Les deux présidents sont mêlés à un scandale financier. L’Exposition internationale, tenue en 1949 à Port-au-Prince, a été estimée à 4 millions de dollars américains. Elle coutera 26 millions. 10 millions échappent à toute justification. Un tour de passe-passe du milieu financier comme à l’accoutumée ? Une malversation du côté des contracteurs ? Qui sait ?

         Le président Moïse lui, est accusé dans le scandale de Petro-Caribe. Et ce dossier n’est pas clos. Mais qu’on se souvienne du Procès de la Consolidation, à l’instigation du président Nord Alexis en 1904. Certains des accusés avaient pris la fuite avant le procès. Trois d’entre eux, jugés et condamnés par contumace à 15 ans de travaux forcés, reviendront dans le pays pour être élus présidents de la République : Vilbrun Guillaume Sam, Tancrède Auguste et Cincinnatus Leconte. Donc pour le procès de Petro-Caribe, qui vivra verra.

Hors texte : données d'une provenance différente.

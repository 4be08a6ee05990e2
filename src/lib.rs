pub mod api;
pub mod config;
pub mod error;
pub mod models;
pub mod scrapers;
pub mod utils;

pub use api::*;
pub use models::*;
pub use scrapers::*;
pub use utils::*;

use anyhow::{Context, Result};
use api::injuries_api::{InjuryClient, InjuryReport};
use api::schedule_api::{upcoming_games, ScheduleClient};
use chrono::{DateTime, Duration, Local, NaiveDate};
use config::Config;
use error::PipelineError;
use scrapers::table_source::HttpTableSource;
use scrapers::team_rankings::StatFetcher;
use scrapers::vegas_insider::{OddsScraper, OddsTable};
use tracing::{info, warn};
use utils::aggregator::{StatAggregator, TeamStats};
use utils::predictor::Predictor;

const UPCOMING_DAYS: i64 = 7;

/// Scrape every configured stat page and join them by team
pub async fn load_team_stats(config: &Config) -> error::Result<TeamStats> {
    let fetcher = StatFetcher::new(HttpTableSource::new()?, None, config.retry_delay);
    let aggregator = StatAggregator::new(fetcher, config.stat_sources.clone());
    info!("Fetching {} stat pages", aggregator.sources().len());
    let stats = aggregator.aggregate().await?;

    if !stats.unmapped().is_empty() {
        warn!("Unmapped team names: {}", stats.unmapped().join(", "));
    }
    Ok(stats)
}

/// Predict each game. A failure on one game is recorded on that game and
/// the rest still get predictions.
pub fn predict_games(
    predictor: &Predictor,
    stats: &TeamStats,
    games: &[ScheduleEntry],
    injuries: &InjuryReport,
) -> Vec<GamePrediction> {
    games
        .iter()
        .map(|game| {
            let (prediction, error) =
                match predictor.predict_game(game.home_team, game.away_team, stats) {
                    Ok(prediction) => (Some(prediction), None),
                    Err(PipelineError::MissingTeamData(team)) => {
                        warn!("Missing team data for {} in {}", team, game.game_id);
                        (None, Some("missing team data".to_string()))
                    }
                    Err(e) => {
                        warn!("Prediction failed for {}: {}", game.game_id, e);
                        (None, Some(e.to_string()))
                    }
                };

            GamePrediction {
                game: game.clone(),
                prediction,
                error,
                home_injuries: injuries.summary(game.home_team),
                away_injuries: injuries.summary(game.away_team),
            }
        })
        .collect()
}

/// All the data the dashboard displays
#[derive(Debug, Clone)]
pub struct DashboardData {
    pub generated_at: DateTime<Local>,
    pub window_start: NaiveDate,
    pub window_end: NaiveDate,
    pub stats_timestamp: DateTime<Local>,
    pub skipped_sources: Vec<String>,
    pub unmapped_teams: Vec<String>,
    pub predictions: Vec<GamePrediction>,
    pub injuries: InjuryReport,
    pub odds: Option<OddsTable>,
}

/// Fetch stats, schedule, injuries and odds, then predict the next week
pub async fn fetch_dashboard_data(config: &Config) -> Result<DashboardData> {
    let predictor = Predictor::load(&config.model_path, &config.scaler_path)
        .context("Failed to load model artifacts")?;

    let stats = load_team_stats(config)
        .await
        .context("Failed to fetch team stats")?;

    let today = Local::now().date_naive();
    let window_end = today + Duration::days(UPCOMING_DAYS);
    let schedule = ScheduleClient::new(&config.schedule_url)
        .fetch_season(config.season)
        .await
        .context("Failed to fetch schedule")?;
    let games = upcoming_games(&schedule, today, window_end);
    info!("{} games between {} and {}", games.len(), today, window_end);

    // injuries and odds are display-only, so a failure just leaves them out
    let injuries = match InjuryClient::new()
        .fetch_report(&config.injuries_url(), &config.depth_charts_url())
        .await
    {
        Ok(report) => report,
        Err(e) => {
            warn!("Injury report unavailable: {:#}", e);
            InjuryReport::default()
        }
    };
    let odds = match OddsScraper::new(&config.odds_url) {
        Ok(scraper) => scraper.fetch_odds().await,
        Err(e) => Err(e),
    };
    let odds = match odds {
        Ok(table) => Some(table),
        Err(e) => {
            warn!("Odds unavailable: {:#}", e);
            None
        }
    };

    let predictions = predict_games(&predictor, &stats, &games, &injuries);

    Ok(DashboardData {
        generated_at: Local::now(),
        window_start: today,
        window_end,
        stats_timestamp: stats.timestamp(),
        skipped_sources: stats.skipped().to_vec(),
        unmapped_teams: stats.unmapped().to_vec(),
        predictions,
        injuries,
        odds,
    })
}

  1. 3) Changement de Constitution

L’article 31 de la Constitution de 1946 interdisait la prolongation du mandat présidentiel. Cette disposition constitutionnelle assurait l’alternance politique tout en réduisant le pouvoir du président. Néanmoins, le président Estimé a voulu changer la Constitution, vers la fin de son mandat, comme le président Jovenel Moïse. Les deux ont trouvé la mort avant d’atteindre leur but.

  1. 4) Destins tragiques

Si le président Dumarsais Estimé est mort en exil à l’âge de 53 ans seulement, son épouse bien-aimée, une très Grande Dame, pleine de dignité et de grandeur d’âme : Madame Lucienne Heurtelou, a été tuée par des scélérats, comme le président Jovenel Moïse.

  1. 5) Deux pages bien distinctes de notre histoire nationale

La première page est écrite 3 ans après l’élection de l’homme des Verrettes : le président Léon Dumarsais Estimé. Elle brille de toute sa splendeur jusqu’à nos jours. À côté de la réduction de la dette nationale, l’augmentation du salaire minimum, et la dynamisation du secteur touristique, l’Exposition internationale du bicentenaire de Port-au-Prince en 1949, restera à jamais gravée dans la mémoire collective du peuple haïtien. La Capitale d’Haïti était devenue comme par enchantement pendant près de six mois, le centre d’attraction du monde entier au niveau culturel. Les Étoiles comme Miles Davis, les chanteurs de la Scala de Milan, le grand Opéra national de New York, Celia Cruz, Daniel Santos et de bien d’autres ont illuminé le ciel de Port-au-Prince par leurs vifs éclats.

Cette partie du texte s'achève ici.